TRY IT:
Print every line of the records below exactly as it reads.

Content starts

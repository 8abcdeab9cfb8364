//! Point-to-point notifications back to the publisher of a message that
//! was queued or destroyed by the dispatch rules.

use chrono::Utc;
use uuid::Uuid;

use crate::broker::message::Message;
use crate::dispatch::action::ActionSet;

/// Builds the notification for `original`. The notification keeps the
/// original topic, is addressed to the original sender and is sent from
/// `admin_identity`, never from the real recipient.
pub fn notification_for(
    original: &Message,
    action: ActionSet,
    admin_identity: &str,
    config_key: &str,
    link_status: Option<&str>,
) -> Message {
    Message {
        topic: original.topic.clone(),
        payload: String::new(),
        timestamp: Utc::now().timestamp_millis(),
        message_id: Uuid::new_v4().to_string(),
        priority: original.priority,
        sender: admin_identity.to_string(),
        destination: Some(original.sender.clone()),
        internal: false,
        state: Some(action.to_string()),
        state_info: Some(format!(
            "Notification about special message treatment in dispatch plugin {config_key}, link status={}",
            link_status.unwrap_or("none")
        )),
        in_reply_to: Some(original.message_id.clone()),
    }
}

#[cfg(test)]
mod tests {
    use super::*;
    use crate::dispatch::priority::Priority;

    #[test]
    fn test_notification_is_addressed_back_to_sender() {
        let mut original = Message::new("news", "body")
            .with_sender("alice")
            .with_priority(Priority::new(6).unwrap());
        original.message_id = "m-1".into();

        let n = notification_for(&original, ActionSet::QUEUE.with_notify(), "__dispatch", "dispatch", Some("64k"));
        assert_eq!(n.destination.as_deref(), Some("alice"));
        assert_eq!(n.sender, "__dispatch");
        assert_eq!(n.topic, "news");
        assert!(n.payload.is_empty());
        assert_eq!(n.state.as_deref(), Some("queue,notifySender"));
        assert_eq!(n.in_reply_to.as_deref(), Some("m-1"));
        assert!(n.state_info.unwrap().contains("link status=64k"));
        assert_ne!(n.message_id, "m-1");
    }
}
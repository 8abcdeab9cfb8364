//! The `utils` module holds definitions shared across `msgdispatch`: the
//! error types and the logging bootstrap.

pub mod error;
pub mod logging;

#[cfg(test)]
mod tests {
    use super::logging;

    #[test]
    fn test_logging_init_accepts_levels() {
        // Should not panic
        logging::init("info");
        logging::init("debug");
        logging::init("warn");
    }

    #[test]
    fn test_unknown_level_falls_back_to_info() {
        assert_eq!(logging::parse_level("WARNING"), tracing::Level::WARN);
        assert_eq!(logging::parse_level("verbose"), tracing::Level::INFO);
    }
}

Content ends

YOUR SOLUTION:
repository 8abcdeab9cfb8364
//! Point-to-point notifications back to the publisher of a message that
//! was queued or destroyed by the dispatch rules.

use chrono::Utc;
use uuid::Uuid;

use crate::broker::message::Message;
use crate::dispatch::action::ActionSet;

/// Builds the notification for `original`. The notification keeps the
/// original topic, is addressed to the original sender and is sent from
/// `admin_identity`, never from the real recipient.
pub fn notification_for(
    original: &Message,
    action: ActionSet,
    admin_identity: &str,
    config_key: &str,
    link_status: Option<&str>,
) -> Message {
    Message {
        topic: original.topic.clone(),
        payload: String::new(),
        timestamp: Utc::now().timestamp_millis(),
        message_id: Uuid::new_v4().to_string(),
        priority: original.priority,
        sender: admin_identity.to_string(),
        destination: Some(original.sender.clone()),
        internal: false,
        state: Some(action.to_string()),
        state_info: Some(format!(
            "Notification about special message treatment in dispatch plugin {config_key}, link status={}",
            link_status.unwrap_or("none")
        )),
        in_reply_to: Some(original.message_id.clone()),
    }
}

#[cfg(test)]
mod tests {
    use super::*;
    use crate::dispatch::priority::Priority;

    #[test]
    fn test_notification_is_addressed_back_to_sender() {
        let mut original = Message::new("news", "body")
            .with_sender("alice")
            .with_priority(Priority::new(6).unwrap());
        original.message_id = "m-1".into();

        let n = notification_for(&original, ActionSet::QUEUE.with_notify(), "__dispatch", "dispatch", Some("64k"));
        assert_eq!(n.destination.as_deref(), Some("alice"));
        assert_eq!(n.sender, "__dispatch");
        assert_eq!(n.topic, "news");
        assert!(n.payload.is_empty());
        assert_eq!(n.state.as_deref(), Some("queue,notifySender"));
        assert_eq!(n.in_reply_to.as_deref(), Some("m-1"));
        assert!(n.state_info.unwrap().contains("link status=64k"));
        assert_ne!(n.message_id, "m-1");
    }
}
repository 8abcdeab9cfb8364
//! The `utils` module holds definitions shared across `msgdispatch`: the
//! error types and the logging bootstrap.

pub mod error;
pub mod logging;

#[cfg(test)]
mod tests {
    use super::logging;

    #[test]
    fn test_logging_init_accepts_levels() {
        // Should not panic
        logging::init("info");
        logging::init("debug");
        logging::init("warn");
    }

    #[test]
    fn test_unknown_level_falls_back_to_info() {
        assert_eq!(logging::parse_level("WARNING"), tracing::Level::WARN);
        assert_eq!(logging::parse_level("verbose"), tracing::Level::INFO);
    }
}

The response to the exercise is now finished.